One important difference exists between the COVID slump and the Christmas crash: we plan and prepare for Christmas. The COVID crash was unanticipated and of uncertain duration. Households did not stock up on supplies or accumulate extra savings. The Federal government did not run budget surpluses ahead of the crisis.

In addition to Christmas, small businesses often close when the owner goes on vacation, and seasonal businesses survive months-long closures. How and when will the Great Suppression turn into a recession? Most likely when currently shuttered companies go out of business, or their employees take other jobs.

Closed businesses have no revenue to pay employees, their rent, or for leased equipment. They may potentially hibernate and come back to life. Laid-off employees may have few other job options and landlords may lack new paying tenants. The Payroll Protection Plan and supplemented unemployment will hopefully help businesses hibernate and not go bankrupt.

The pandemic has two distinct components: reduced economic activity as people try to stay safe, and government closure of non-essential businesses. These two actions occurred nearly simultaneously and now complicate business owners’ calculations. When states lift stay-at-home orders, will customers return to restaurants and gyms? The existence of COVID-19 will significantly alter our economy. Previously successful business may be unprofitable until we have a vaccine or cure.

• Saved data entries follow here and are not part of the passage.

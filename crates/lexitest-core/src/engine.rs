//! Central quiz engine: ratio-weighted test assembly.
//!
//! The engine owns the corpus and session collaborators plus the shuffle
//! randomness source. Grading and session accumulation live in
//! [`crate::session`]; both are methods on [`QuizEngine`].

use std::sync::{Arc, Mutex};

use rand::rngs::StdRng;
use rand::seq::SliceRandom;
use rand::{Rng, SeedableRng};
use uuid::Uuid;

use crate::error::EngineError;
use crate::model::{SessionMode, TestItem};
use crate::report::AssembleResponse;
use crate::synthesize::{SentenceSynthesizer, DEFAULT_MAX_UNIT_SCAN};
use crate::traits::{CorpusProvider, QuestionFilter, SessionStore};

/// Configuration for the quiz engine.
#[derive(Debug, Clone)]
pub struct QuizEngineConfig {
    /// Maximum reading units scanned per sentence-synthesis pass.
    pub max_unit_scan: usize,
}

impl Default for QuizEngineConfig {
    fn default() -> Self {
        QuizEngineConfig {
            max_unit_scan: DEFAULT_MAX_UNIT_SCAN,
        }
    }
}

/// Parameters for assembling a mixed-type test.
///
/// Ratios are not required to sum to 1 and are never renormalized: each
/// category's target is computed independently and the combined pool is
/// truncated to `count` afterward.
#[derive(Debug, Clone)]
pub struct AssembleRequest {
    pub count: usize,
    pub vocab_ratio: f64,
    pub sentence_ratio: f64,
    pub reading_ratio: f64,
}

impl Default for AssembleRequest {
    fn default() -> Self {
        AssembleRequest {
            count: 50,
            vocab_ratio: 0.4,
            sentence_ratio: 0.3,
            reading_ratio: 0.3,
        }
    }
}

impl AssembleRequest {
    fn validate(&self) -> Result<(), EngineError> {
        if self.count == 0 {
            return Err(EngineError::Validation("count must be at least 1".into()));
        }
        for (name, ratio) in [
            ("vocab_ratio", self.vocab_ratio),
            ("sentence_ratio", self.sentence_ratio),
            ("reading_ratio", self.reading_ratio),
        ] {
            if !ratio.is_finite() || ratio < 0.0 {
                return Err(EngineError::Validation(format!(
                    "{name} must be a non-negative finite number, got {ratio}"
                )));
            }
        }
        Ok(())
    }
}

/// Per-category item target: `round(count * ratio)`, computed independently
/// of the other categories.
pub(crate) fn category_target(count: usize, ratio: f64) -> usize {
    (count as f64 * ratio).round() as usize
}

/// The test-assembly and grading engine.
///
/// All operations are request-scoped and single-pass; the engine holds no
/// cross-request mutable state beyond the injected randomness source.
pub struct QuizEngine<R: Rng + Send = StdRng> {
    pub(crate) corpus: Arc<dyn CorpusProvider>,
    pub(crate) sessions: Arc<dyn SessionStore>,
    config: QuizEngineConfig,
    rng: Mutex<R>,
}

impl QuizEngine<StdRng> {
    pub fn new(corpus: Arc<dyn CorpusProvider>, sessions: Arc<dyn SessionStore>) -> Self {
        QuizEngine::with_rng(
            corpus,
            sessions,
            QuizEngineConfig::default(),
            StdRng::from_entropy(),
        )
    }
}

impl<R: Rng + Send> QuizEngine<R> {
    /// Build an engine with an explicit randomness source, so tests can
    /// substitute a seeded generator without changing the algorithm.
    pub fn with_rng(
        corpus: Arc<dyn CorpusProvider>,
        sessions: Arc<dyn SessionStore>,
        config: QuizEngineConfig,
        rng: R,
    ) -> Self {
        QuizEngine {
            corpus,
            sessions,
            config,
            rng: Mutex::new(rng),
        }
    }

    /// Assemble a ratio-weighted, size-bounded, randomly ordered test.
    ///
    /// A session is opened before returning, so the session id is valid
    /// for answer submission even when zero items were assembled. Every
    /// returned item is answer-stripped. An empty category degrades to
    /// zero items for that kind, never an error; when the authored
    /// sentence pool is empty, sentence items are synthesized from
    /// reading units instead (display-only `gen_*` ids).
    pub async fn assemble(
        &self,
        owner_id: Uuid,
        request: AssembleRequest,
    ) -> Result<AssembleResponse, EngineError> {
        request.validate()?;

        let vocab_target = category_target(request.count, request.vocab_ratio);
        let sentence_target = category_target(request.count, request.sentence_ratio);
        let reading_target = category_target(request.count, request.reading_ratio);

        let mut items: Vec<TestItem> = Vec::new();

        if vocab_target > 0 {
            let available = self.corpus.vocab_count().await?;
            let sample = self.corpus.sample_vocab(vocab_target.min(available)).await?;
            items.extend(sample.iter().map(TestItem::from_vocab));
        }

        if sentence_target > 0 {
            let available = self.corpus.sentence_count().await?;
            if available > 0 {
                let sample = self
                    .corpus
                    .sample_sentences(sentence_target.min(available))
                    .await?;
                items.extend(sample.iter().map(TestItem::from_sentence));
            } else {
                let synthesizer = SentenceSynthesizer::new(Arc::clone(&self.corpus))
                    .with_max_unit_scan(self.config.max_unit_scan);
                let generated = synthesizer.synthesize(sentence_target).await?;
                tracing::debug!(
                    generated = generated.len(),
                    target = sentence_target,
                    "authored sentence pool empty, synthesized from reading units"
                );
                items.extend(generated.iter().map(TestItem::from_generated));
            }
        }

        if reading_target > 0 {
            let filter = QuestionFilter::default();
            let available = self.corpus.reading_question_count(&filter).await?;
            let sample = self
                .corpus
                .sample_reading_questions(&filter, reading_target.min(available))
                .await?;
            items.extend(sample.iter().map(TestItem::from_question));
        }

        let session = self
            .sessions
            .create_session(owner_id, SessionMode::Test)
            .await?;

        {
            let mut rng = self
                .rng
                .lock()
                .map_err(|_| EngineError::Internal("rng lock poisoned".into()))?;
            items.shuffle(&mut *rng);
        }
        items.truncate(request.count);

        tracing::info!(
            session_id = %session.id,
            items = items.len(),
            requested = request.count,
            "assembled test"
        );

        Ok(AssembleResponse {
            session_id: session.id,
            items,
        })
    }
}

Business owners must also evaluate a political uncertainty. In March we chose public health over the economy. If COVID-19 cases increase after states ease restrictions, will we choose public health again? If so, then owners may squander their savings reopening businesses, which get closed a second time.

Business failures will have ripple effects. Landlords will feel financial hardship as businesses and tenants are unable to pay rent. Loans made to these businesses will go unpaid. The ensuing rounds of spending reductions will not be directly connected to the closed businesses. The shutdown will have become a recession or depression and it will be too late to “reopen” the economy.